Colombia también muestra este recambio en dos planos distintos: en las ciudades, los llamados “combos” urbanos de Medellín y Cali, integrados y conducidos por jóvenes de entre 18 y 25 años que controlan cuadras o barrios enteros, con una lógica de guerra entre pares y altísimas tasas de homicidio. En zonas rurales, las disidencias de las FARC dieron lugar a mandos jóvenes que combinan narcotráfico con violencia irregular, muchas veces sin la capacidad de sostener acuerdos políticos o de mantener cierta previsibilidad en sus acciones.

Matìas Ozorio, mano derecha de Pequeño J, tiene 28 años y pedido de captura de Interpol. 

En Brasil, aunque estructuras como el Comando Vermelho o el PCC tienen jerarquías más estables, en las favelas de Río y São Paulo abundan jefaturas locales conducidas por jóvenes que manejan las “bocas de fumo”, los puntos de venta de drogas al menudeo. Allí, la violencia también se dispara: enfrentamientos feroces entre bandas rivales y choques constantes con la policía militar forman parte de la cotidianeidad.

Para Gustavo Vera, lo que une a todos estos casos es un patrón claro: la temprana edad en la que los jóvenes ocupan roles de mando tras la caída de capos mayores; el uso desmedido de la violencia como forma de consolidar prestigio y control territorial; y la irrupción de las redes sociales como espacio de exhibición y reclutamiento. Muchos de estos nuevos jefes, además, consumen las mismas drogas que trafican, algo que no era tan común en generaciones anteriores. Esa dependencia los vuelve más erráticos, menos calculadores y más proclives a conductas violentas de corto plazo, lo que reduce aún más su expectativa de vida en un negocio marcado por la sangre y la muerte.

El recambio generacional en las estructuras narco, lejos de traer una “modernización” o sofisticación del delito, parece haber inaugurado una etapa de mayor brutalidad, descontrol y exposición pública.
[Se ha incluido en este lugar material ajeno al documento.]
//! Shared utilities for integration tests.

#![allow(dead_code)]

use std::net::SocketAddr;
use std::path::{Path, PathBuf};
use std::sync::{Arc, Mutex};
use std::time::{Duration, Instant};

use cmd_relay::{HttpServer, ServerConfig, ServiceKind, Shutdown};
use tokio::net::TcpListener;
use tokio::task::JoinHandle;

/// A server running on an ephemeral local port.
pub struct TestServer {
    pub addr: SocketAddr,
    shutdown: Shutdown,
    handle: JoinHandle<std::io::Result<()>>,
}

impl TestServer {
    pub fn url(&self, path: &str) -> String {
        format!("http://{}{}", self.addr, path)
    }

    /// Trigger shutdown and wait for the server task to finish.
    pub async fn stop(self) {
        self.shutdown.trigger();
        let result = tokio::time::timeout(Duration::from_secs(5), self.handle)
            .await
            .expect("server did not stop");
        result.expect("server task panicked").expect("server failed");
    }
}

/// Plain-HTTP config bound to loopback.
pub fn plain_config() -> ServerConfig {
    let mut config = ServerConfig::default();
    config.listener.tls = None;
    config.listener.interface = "127.0.0.1".into();
    config.listener.port = 0;
    config
}

/// Start `server` on an ephemeral port.
pub async fn spawn(server: HttpServer) -> TestServer {
    let listener = TcpListener::bind("127.0.0.1:0").await.unwrap();
    let addr = listener.local_addr().unwrap();
    let shutdown = Shutdown::new();
    let stop = shutdown.subscribe();
    let handle = tokio::spawn(async move { server.run(listener, stop).await });
    TestServer {
        addr,
        shutdown,
        handle,
    }
}

pub async fn spawn_service(service: ServiceKind, config: ServerConfig) -> TestServer {
    spawn(HttpServer::new(service, config)).await
}

/// Client that never reuses connections or goes through a proxy.
pub fn client() -> reqwest::Client {
    reqwest::Client::builder()
        .pool_max_idle_per_host(0)
        .no_proxy()
        .build()
        .unwrap()
}

/// Write an executable shell script and return its path.
pub fn write_script(dir: &Path, name: &str, body: &str) -> PathBuf {
    use std::os::unix::fs::PermissionsExt;

    let path = dir.join(name);
    std::fs::write(&path, format!("#!/bin/sh\n{body}\n")).unwrap();
    let mut perms = std::fs::metadata(&path).unwrap().permissions();
    perms.set_mode(0o755);
    std::fs::set_permissions(&path, perms).unwrap();
    path
}

/// Formatted log output collected by [`capture_logs`].
#[derive(Clone, Default)]
pub struct LogCapture(Arc<Mutex<Vec<u8>>>);

impl LogCapture {
    pub fn contents(&self) -> String {
        String::from_utf8_lossy(&self.0.lock().unwrap()).into_owned()
    }

    /// Poll until `needle` shows up in the log or `timeout` passes.
    pub async fn wait_for(&self, needle: &str, timeout: Duration) -> bool {
        let start = Instant::now();
        while start.elapsed() < timeout {
            if self.contents().contains(needle) {
                return true;
            }
            tokio::time::sleep(Duration::from_millis(20)).await;
        }
        self.contents().contains(needle)
    }
}

impl std::io::Write for LogCapture {
    fn write(&mut self, buf: &[u8]) -> std::io::Result<usize> {
        self.0.lock().unwrap().extend_from_slice(buf);
        Ok(buf.len())
    }

    fn flush(&mut self) -> std::io::Result<()> {
        Ok(())
    }
}

/// Route debug-level logs on this thread into a buffer.
///
/// Only sees events from tasks on the current thread, so use it with the
/// default single-threaded `#[tokio::test]` runtime.
pub fn capture_logs() -> (LogCapture, tracing::subscriber::DefaultGuard) {
    let logs = LogCapture::default();
    let writer = logs.clone();
    let subscriber = tracing_subscriber::fmt()
        .with_max_level(tracing::Level::DEBUG)
        .with_ansi(false)
        .with_writer(move || writer.clone())
        .finish();
    (logs, tracing::subscriber::set_default(subscriber))
}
Jóvenes que crecieron en los márgenes, con las armas como única herramienta de ascenso social, hoy se convierten en capos precoces. No negocian: disparan. No ocultan: transmiten. Y en esa lógica, cada barrio y cada territorio queda atrapado en una espiral de violencia que, como advierte Vera, desgarra el tejido social y multiplica las vidas descartadas.